Background (General)

Primarily my research interests are in environmental monitoring for exogenous compounds in inorganic and organic matrices and identifying contaminants of concern. There are millions of chemicals in use, and it is estimated that each year 10 million new compounds are identified and synthesized. Not all have a use commercially, however, each month the USEPA reviews around 500 applications for compounds to enter commercial use in the US. In the UK and Europe, a similar number of applications are submitted. A few decades ago, our knowledge of what chemicals were in use, their toxicity and environmental fate was woefully limited. often it was only once effects were observed in the environment that there was any move to restrict or ban a compound and we are still paying the price. The group of chemicals known as PCBs for example are ubiquitous though in most countries use ended decades ago and hot spots often near dumps or production facilities are still being cleaned up. There is a need therefore to monitor for what compounds are emerging into our environment but also to not forget those legacy compounds that are still out there.

In addition to exogenous compounds, some of my work has also been on identifying markers of exposure/stress through biological chemical changes in response to environmental conditions. Global climate change and environmental contamination put additional pressure on organisms. Some of these changes may not be measurable directly but the biological response can be monitored. This area of work has included changes in the lipids in arctic fish or fish embryo changes in response to parental exposure to contaminants.

My work with CREWW (Center for Resilience in Environment, Water and Waste) focuses largely on the area of freshwater systems and monitoring for a range of synthetic and natural contaminants. It is vital that we know what chemicals are currently in our ecosystems and what may be emerging. 

Background (projects)

My previous research experiences encompass a diverse range of environments and sample types, with a current focus on aquatic contaminants. Allow me to provide a summary of some of my past projects:

  1. Great Lakes contaminants (GLSSP): I was involved in a comprehensive 5-year project aimed at assessing current and historical PFAS exposure in Great Lakes Sediment. This endeavor involved the collection and analysis of thousands of sediment samples from the Great Lakes region.

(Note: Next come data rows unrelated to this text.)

use crate::dto::Dto;

/// 应用层查询（Query）
///
/// 表达只读意图，不改变包裹状态。
/// - 结果返回 [`Dto`](crate::dto::Dto)；
/// - 与 [`Command`](crate::command::Command) 相对，`Query` 应避免副作用。
pub trait Query: Send + Sync + 'static {
    /// 查询的稳定名称（建议常量字符串，不随重构变化）
    const NAME: &'static str;

    /// 查询返回的数据传输对象
    type Dto: Dto;
}
//! 包裹仓储协议
//!
use crate::{
    error::DomainResult as Result,
    parcel::Parcel,
    value_object::{ClientId, ParcelNumber, ParcelStatus},
};
use async_trait::async_trait;
use std::sync::Arc;

/// 包裹仓储：每个操作对应一条 SQL 语句，不做重试与事务编排
#[async_trait]
pub trait ParcelRepository: Send + Sync {
    /// 新增包裹，返回存储分配的编号；入参中的编号会被忽略
    async fn add(&self, parcel: &Parcel) -> Result<ParcelNumber>;

    /// 按编号读取；不存在时返回 `DomainError::NotFound`
    async fn get(&self, number: ParcelNumber) -> Result<Parcel>;

    /// 按编号删除；目标不存在也视为成功
    async fn delete(&self, number: ParcelNumber) -> Result<()>;

    /// 仅修改地址
    async fn set_address(&self, number: ParcelNumber, address: &str) -> Result<()>;

    /// 仅修改状态，不校验状态流转顺序
    async fn set_status(&self, number: ParcelNumber, status: ParcelStatus) -> Result<()>;

    /// 按客户查询；顺序由存储引擎决定，无记录时返回空列表
    async fn get_by_client(&self, client: ClientId) -> Result<Vec<Parcel>>;
}

#[async_trait]
impl<T> ParcelRepository for Arc<T>
where
    T: ParcelRepository + ?Sized,
{
    async fn add(&self, parcel: &Parcel) -> Result<ParcelNumber> {
        (**self).add(parcel).await
    }

    async fn get(&self, number: ParcelNumber) -> Result<Parcel> {
        (**self).get(number).await
    }

    async fn delete(&self, number: ParcelNumber) -> Result<()> {
        (**self).delete(number).await
    }

    async fn set_address(&self, number: ParcelNumber, address: &str) -> Result<()> {
        (**self).set_address(number, address).await
    }

    async fn set_status(&self, number: ParcelNumber, status: ParcelStatus) -> Result<()> {
        (**self).set_status(number, status).await
    }

    async fn get_by_client(&self, client: ClientId) -> Result<Vec<Parcel>> {
        (**self).get_by_client(client).await
    }
}
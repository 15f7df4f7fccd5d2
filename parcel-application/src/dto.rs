use parcel_domain::parcel::Parcel;
use parcel_domain::value_object::ParcelStatus;
use serde::{Deserialize, Serialize};

/// 数据传输对象（DTO）
///
/// - 作为应用层的输出载体，面向接口/外部系统序列化友好；
/// - 与领域模型解耦，避免将领域对象直接暴露到接口层。
pub trait Dto: Serialize + Send + Sync + 'static {}

#[derive(Debug, Clone, PartialEq, Eq, Serialize, Deserialize)]
pub struct ParcelDto {
    pub number: i64,
    pub client: i64,
    pub status: ParcelStatus,
    pub address: String,
    pub created_at: String,
}

impl Dto for ParcelDto {}

impl From<&Parcel> for ParcelDto {
    fn from(parcel: &Parcel) -> Self {
        Self {
            number: parcel.number().value(),
            client: parcel.client().value(),
            status: parcel.status(),
            address: parcel.address().to_string(),
            created_at: parcel.created_at().to_string(),
        }
    }
}

impl From<Parcel> for ParcelDto {
    fn from(parcel: Parcel) -> Self {
        Self::from(&parcel)
    }
}

/// 某客户名下的包裹，按编号升序
#[derive(Debug, Clone, PartialEq, Eq, Serialize, Deserialize)]
pub struct ParcelListDto {
    pub client: i64,
    pub parcels: Vec<ParcelDto>,
}

impl Dto for ParcelListDto {}
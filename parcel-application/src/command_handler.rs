use crate::{command::Command, context::AppContext, error::AppError};
use async_trait::async_trait;

#[async_trait]
pub trait CommandHandler<C>: Send + Sync
where
    C: Command,
{
    async fn handle(&self, ctx: &AppContext, cmd: C) -> Result<C::Output, AppError>;
}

  2. Developing pull-down assays for targeted non-target analysis (PullED-MS, MSCA Fellowship): I explored the potential of utilizing cellular proteins as binding agents to selectively capture compounds of interest from environmental matrices. This innovative approach aimed to filter out non-relevant compounds and enhance the identification of biologically active substances.

  3. Human exposure to contaminants and Exposome (CETCOEN, HBM4EU): Within this project, I investigated the presence of contaminants in human biofluids as indicators of exposure. By employing high-resolution mass spectrometry, I conducted comprehensive analyses to examine the transfer of contaminants from mothers to their infants through placental and breastfeeding activities. Furthermore, I explored the potential health and developmental impacts associated with such exposures. This research contributes to the broader concept of the exposome, which recognizes that an individual's health is influenced by various factors throughout their lifetime. Identifying the most significant factors can guide targeted interventions to maximize societal benefits.

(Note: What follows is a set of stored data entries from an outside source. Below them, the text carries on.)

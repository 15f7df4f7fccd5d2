//! 基于 SQLite（sqlx）的包裹仓储实现
//!
//! 连接池由调用方创建并注入，本实现不负责建表、连接管理与重试。
//! 所需表结构见 `migrations/0001_create_parcel.sql`。
//!
use crate::{
    entity::Entity,
    error::{DomainError, DomainResult as Result},
    parcel::Parcel,
    persist::ParcelRepository,
    value_object::{ClientId, CreatedAt, ParcelNumber, ParcelStatus},
};
use async_trait::async_trait;
use sqlx::{FromRow, SqlitePool};
use tracing::{debug, instrument, warn};

const SELECT_COLUMNS: &str = "SELECT number, client, status, address, created_at FROM parcel";

/// 更新操作命中 0 行时的处理策略
///
/// 删除始终是幂等的，不受该策略影响。
#[derive(Debug, Clone, Copy, PartialEq, Eq, Default)]
pub enum MissingRowPolicy {
    /// 视为成功（默认）
    #[default]
    Ignore,
    /// 返回 `DomainError::NotFound`
    Reject,
}

#[derive(Debug, Clone)]
pub struct SqliteParcelStore {
    pool: SqlitePool,
    missing_row: MissingRowPolicy,
}

impl SqliteParcelStore {
    pub fn new(pool: SqlitePool) -> Self {
        Self {
            pool,
            missing_row: MissingRowPolicy::default(),
        }
    }

    pub fn with_missing_row_policy(mut self, policy: MissingRowPolicy) -> Self {
        self.missing_row = policy;
        self
    }

    pub fn pool(&self) -> &SqlitePool {
        &self.pool
    }

    pub fn missing_row_policy(&self) -> MissingRowPolicy {
        self.missing_row
    }

    #[instrument(level = "debug", skip(self, parcel), fields(client = %parcel.client()), err)]
    pub async fn add(&self, parcel: &Parcel) -> Result<ParcelNumber> {
        if parcel.id().is_assigned() {
            warn!(number = %parcel.id(), "ignoring preassigned parcel number on add");
        }

        let result = sqlx::query(
            "INSERT INTO parcel (client, status, address, created_at) VALUES (?, ?, ?, ?)",
        )
        .bind(parcel.client().value())
        .bind(parcel.status().as_str())
        .bind(parcel.address())
        .bind(parcel.created_at().as_str())
        .execute(&self.pool)
        .await
        .map_err(|e| DomainError::database("add parcel", e))?;

        let number = ParcelNumber::new(result.last_insert_rowid());
        if !number.is_assigned() {
            return Err(DomainError::InvalidValue {
                reason: format!("storage assigned non-positive parcel number {number}"),
            });
        }

        debug!(%number, "parcel added");
        Ok(number)
    }

    // 不记录 err：NotFound 是预期结果
    #[instrument(level = "debug", skip(self))]
    pub async fn get(&self, number: ParcelNumber) -> Result<Parcel> {
        let row = sqlx::query_as::<_, ParcelRow>(&format!("{SELECT_COLUMNS} WHERE number = ?"))
            .bind(number.value())
            .fetch_optional(&self.pool)
            .await
            .map_err(|e| DomainError::database(format!("get parcel {number}"), e))?;

        match row {
            Some(row) => row.into_parcel(),
            None => Err(DomainError::not_found(format!("parcel {number}"))),
        }
    }

    #[instrument(level = "debug", skip(self), err)]
    pub async fn delete(&self, number: ParcelNumber) -> Result<()> {
        let result = sqlx::query("DELETE FROM parcel WHERE number = ?")
            .bind(number.value())
            .execute(&self.pool)
            .await
            .map_err(|e| DomainError::database(format!("delete parcel {number}"), e))?;

        if result.rows_affected() == 0 {
            debug!(%number, "delete matched no parcel");
        }
        Ok(())
    }

    #[instrument(level = "debug", skip(self), err)]
    pub async fn set_address(&self, number: ParcelNumber, address: &str) -> Result<()> {
        let result = sqlx::query("UPDATE parcel SET address = ? WHERE number = ?")
            .bind(address)
            .bind(number.value())
            .execute(&self.pool)
            .await
            .map_err(|e| DomainError::database(format!("set address of parcel {number}"), e))?;

        self.check_updated(number, result.rows_affected())
    }

    #[instrument(level = "debug", skip(self), err)]
    pub async fn set_status(&self, number: ParcelNumber, status: ParcelStatus) -> Result<()> {
        let result = sqlx::query("UPDATE parcel SET status = ? WHERE number = ?")
            .bind(status.as_str())
            .bind(number.value())
            .execute(&self.pool)
            .await
            .map_err(|e| DomainError::database(format!("set status of parcel {number}"), e))?;

        self.check_updated(number, result.rows_affected())
    }

    #[instrument(level = "debug", skip(self), err)]
    pub async fn get_by_client(&self, client: ClientId) -> Result<Vec<Parcel>> {
        let rows = sqlx::query_as::<_, ParcelRow>(&format!("{SELECT_COLUMNS} WHERE client = ?"))
            .bind(client.value())
            .fetch_all(&self.pool)
            .await
            .map_err(|e| DomainError::database(format!("get parcels of client {client}"), e))?;

        debug!(count = rows.len(), "parcels loaded");
        rows.into_iter().map(ParcelRow::into_parcel).collect()
    }

    fn check_updated(&self, number: ParcelNumber, rows_affected: u64) -> Result<()> {
        if rows_affected > 0 {
            return Ok(());
        }
        match self.missing_row {
            MissingRowPolicy::Ignore => {
                debug!(%number, "update matched no parcel");
                Ok(())
            }
            MissingRowPolicy::Reject => Err(DomainError::not_found(format!("parcel {number}"))),
        }
    }
}

#[async_trait]
impl ParcelRepository for SqliteParcelStore {
    async fn add(&self, parcel: &Parcel) -> Result<ParcelNumber> {
        SqliteParcelStore::add(self, parcel).await
    }

    async fn get(&self, number: ParcelNumber) -> Result<Parcel> {
        SqliteParcelStore::get(self, number).await
    }

    async fn delete(&self, number: ParcelNumber) -> Result<()> {
        SqliteParcelStore::delete(self, number).await
    }

    async fn set_address(&self, number: ParcelNumber, address: &str) -> Result<()> {
        SqliteParcelStore::set_address(self, number, address).await
    }

    async fn set_status(&self, number: ParcelNumber, status: ParcelStatus) -> Result<()> {
        SqliteParcelStore::set_status(self, number, status).await
    }

    async fn get_by_client(&self, client: ClientId) -> Result<Vec<Parcel>> {
        SqliteParcelStore::get_by_client(self, client).await
    }
}

#[derive(Debug, FromRow)]
struct ParcelRow {
    number: i64,
    client: i64,
    status: String,
    address: String,
    created_at: String,
}

impl ParcelRow {
    fn into_parcel(self) -> Result<Parcel> {
        Ok(Parcel::builder()
            .number(ParcelNumber::new(self.number))
            .client(ClientId::new(self.client))
            .status(self.status.parse::<ParcelStatus>()?)
            .address(self.address)
            .created_at(CreatedAt::parse(self.created_at)?)
            .build())
    }
}
//! 持久化（persist）
//!
//! 定义包裹仓储协议（`ParcelRepository`）及其 SQLite 实现（`SqliteParcelStore`）。
//! 连接的创建与表结构迁移由调用方负责，参见 [`crate::bootstrap`]。
//!
mod parcel_repository;
mod sqlite_store;

pub use parcel_repository::ParcelRepository;
pub use sqlite_store::{MissingRowPolicy, SqliteParcelStore};
//! 值对象（Value Object）
//!
//! 无标识、以值相等为准的对象，用于封装包裹领域的标识、状态与时间戳。
//!
use crate::error::{DomainError, DomainResult};
use chrono::{DateTime, SecondsFormat, Utc};
use parcel_macros::{entity_id, value_object};
use std::fmt;
use std::str::FromStr;

/// 值对象抽象
pub trait ValueObject {
    /// 业务校验失败时的错误类型
    type Error;

    /// 创建值对象时进行验证
    fn validate(&self) -> Result<(), Self::Error>;
}

/// 包裹编号（由存储引擎在创建时分配的自增主键）
///
/// `0` 表示尚未分配，永远不会被持久化。
///
/// # 示例
///
/// ```
/// use parcel_domain::value_object::ParcelNumber;
///
/// assert!(!ParcelNumber::UNASSIGNED.is_assigned());
/// assert!(ParcelNumber::new(1).is_assigned());
/// ```
#[entity_id]
pub struct ParcelNumber(i64);

impl ParcelNumber {
    /// 分配前的占位值
    pub const UNASSIGNED: Self = Self::new(0);

    pub const fn is_assigned(&self) -> bool {
        self.0 > 0
    }
}

impl Default for ParcelNumber {
    fn default() -> Self {
        Self::UNASSIGNED
    }
}

/// 客户标识
#[entity_id]
pub struct ClientId(i64);

/// 包裹状态
///
/// 仅是一个标签：任意状态之间都可以直接切换，不校验流转顺序。
#[value_object(default = true)]
#[derive(Copy, Hash)]
#[serde(rename_all = "lowercase")]
pub enum ParcelStatus {
    #[default]
    Registered,
    Sent,
    Delivered,
}

impl ParcelStatus {
    pub const ALL: [ParcelStatus; 3] = [
        ParcelStatus::Registered,
        ParcelStatus::Sent,
        ParcelStatus::Delivered,
    ];

    /// 持久化使用的文本形式
    pub const fn as_str(&self) -> &'static str {
        match self {
            ParcelStatus::Registered => "registered",
            ParcelStatus::Sent => "sent",
            ParcelStatus::Delivered => "delivered",
        }
    }
}

impl fmt::Display for ParcelStatus {
    fn fmt(&self, f: &mut fmt::Formatter<'_>) -> fmt::Result {
        f.write_str(self.as_str())
    }
}

impl FromStr for ParcelStatus {
    type Err = DomainError;

    fn from_str(s: &str) -> Result<Self, Self::Err> {
        Self::ALL
            .into_iter()
            .find(|status| status.as_str() == s)
            .ok_or_else(|| DomainError::InvalidValue {
                reason: format!("unknown parcel status: {s:?}"),
            })
    }
}

/// 创建时间（RFC3339 文本）
///
/// 原样保存校验过的文本，读回时与写入时逐字节一致。
///
/// # 示例
///
/// ```
/// use parcel_domain::value_object::CreatedAt;
///
/// let at = CreatedAt::parse("2024-03-01T10:00:00Z").unwrap();
/// assert_eq!(at.as_str(), "2024-03-01T10:00:00Z");
/// assert!(CreatedAt::parse("yesterday").is_err());
/// ```
#[value_object]
#[derive(Hash)]
#[serde(try_from = "String", into = "String")]
pub struct CreatedAt(String);

impl CreatedAt {
    /// 解析并校验 RFC3339 文本
    pub fn parse(value: impl Into<String>) -> DomainResult<Self> {
        let created_at = Self(value.into());
        created_at.validate()?;
        Ok(created_at)
    }

    /// 当前 UTC 时间，精确到秒，形如 `2024-03-01T10:00:00Z`
    pub fn now() -> Self {
        Self(Utc::now().to_rfc3339_opts(SecondsFormat::Secs, true))
    }

    pub fn as_str(&self) -> &str {
        &self.0
    }

    pub fn to_datetime(&self) -> DomainResult<DateTime<Utc>> {
        Ok(DateTime::parse_from_rfc3339(&self.0)?.with_timezone(&Utc))
    }
}

impl ValueObject for CreatedAt {
    type Error = DomainError;

    fn validate(&self) -> Result<(), Self::Error> {
        DateTime::parse_from_rfc3339(&self.0)
            .map(|_| ())
            .map_err(|err| DomainError::Parse {
                reason: format!("created_at {:?} is not RFC3339: {err}", self.0),
            })
    }
}

impl fmt::Display for CreatedAt {
    fn fmt(&self, f: &mut fmt::Formatter<'_>) -> fmt::Result {
        f.write_str(&self.0)
    }
}

impl TryFrom<String> for CreatedAt {
    type Error = DomainError;

    fn try_from(value: String) -> Result<Self, Self::Error> {
        Self::parse(value)
    }
}

impl From<CreatedAt> for String {
    fn from(value: CreatedAt) -> Self {
        value.0
    }
}
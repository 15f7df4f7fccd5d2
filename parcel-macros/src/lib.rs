//! 包裹领域的过程宏（parcel-macros）
//!
//! - `#[value_object]`：为值对象补齐派生；
//! - `#[entity_id]`：为整型标识的 tuple struct 生成派生与转换实现。
//!
use proc_macro::TokenStream;

mod derive_utils;
mod entity_id;
mod value_object;

/// 值对象宏
///
/// 支持结构体（具名或 tuple）与枚举，合并派生：
/// `Debug`（可通过 `debug = false` 关闭）、`Clone`、`PartialEq`、`Eq`、
/// `serde::Serialize`、`serde::Deserialize`；`default = true` 时追加 `Default`。
#[proc_macro_attribute]
pub fn value_object(attr: TokenStream, item: TokenStream) -> TokenStream {
    value_object::expand(attr, item)
}

/// 实体标识宏
///
/// 仅支持单字段 tuple struct（例如 `struct ParcelNumber(i64);`），生成：
/// - 派生：`Debug, Clone, Copy, PartialEq, Eq, PartialOrd, Ord, Hash` 与透明的 serde 实现
/// - `new`/`value`、`Display`、`FromStr` 以及与内部类型的双向 `From`
#[proc_macro_attribute]
pub fn entity_id(attr: TokenStream, item: TokenStream) -> TokenStream {
    entity_id::expand(attr, item)
}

  4. Cryospheric environments and contaminant behavior: I conducted studies to measure organic contaminants in snow, air, sea ice, and water at ultra-trace concentrations. These investigations aimed to deepen our understanding of processes such as snow melt behavior and the influence of ice cover on contaminant dynamics between water and the atmosphere.

  5. Indoor exposure to contaminants: My research involved the analysis of house dust and air samples to assess the presence of persistent organic pollutants and plasticizers. By examining these indicators, I aimed to gain insights into potential indoor health risks.

  6. Development of high-resolution mass spectrometry methods: I have made significant contributions to the development of various libraries, processing methods, and tools that facilitate the comprehensive chemical analysis of complex data sets. These advancements have enabled more effective investigations in the field of chemical analysis.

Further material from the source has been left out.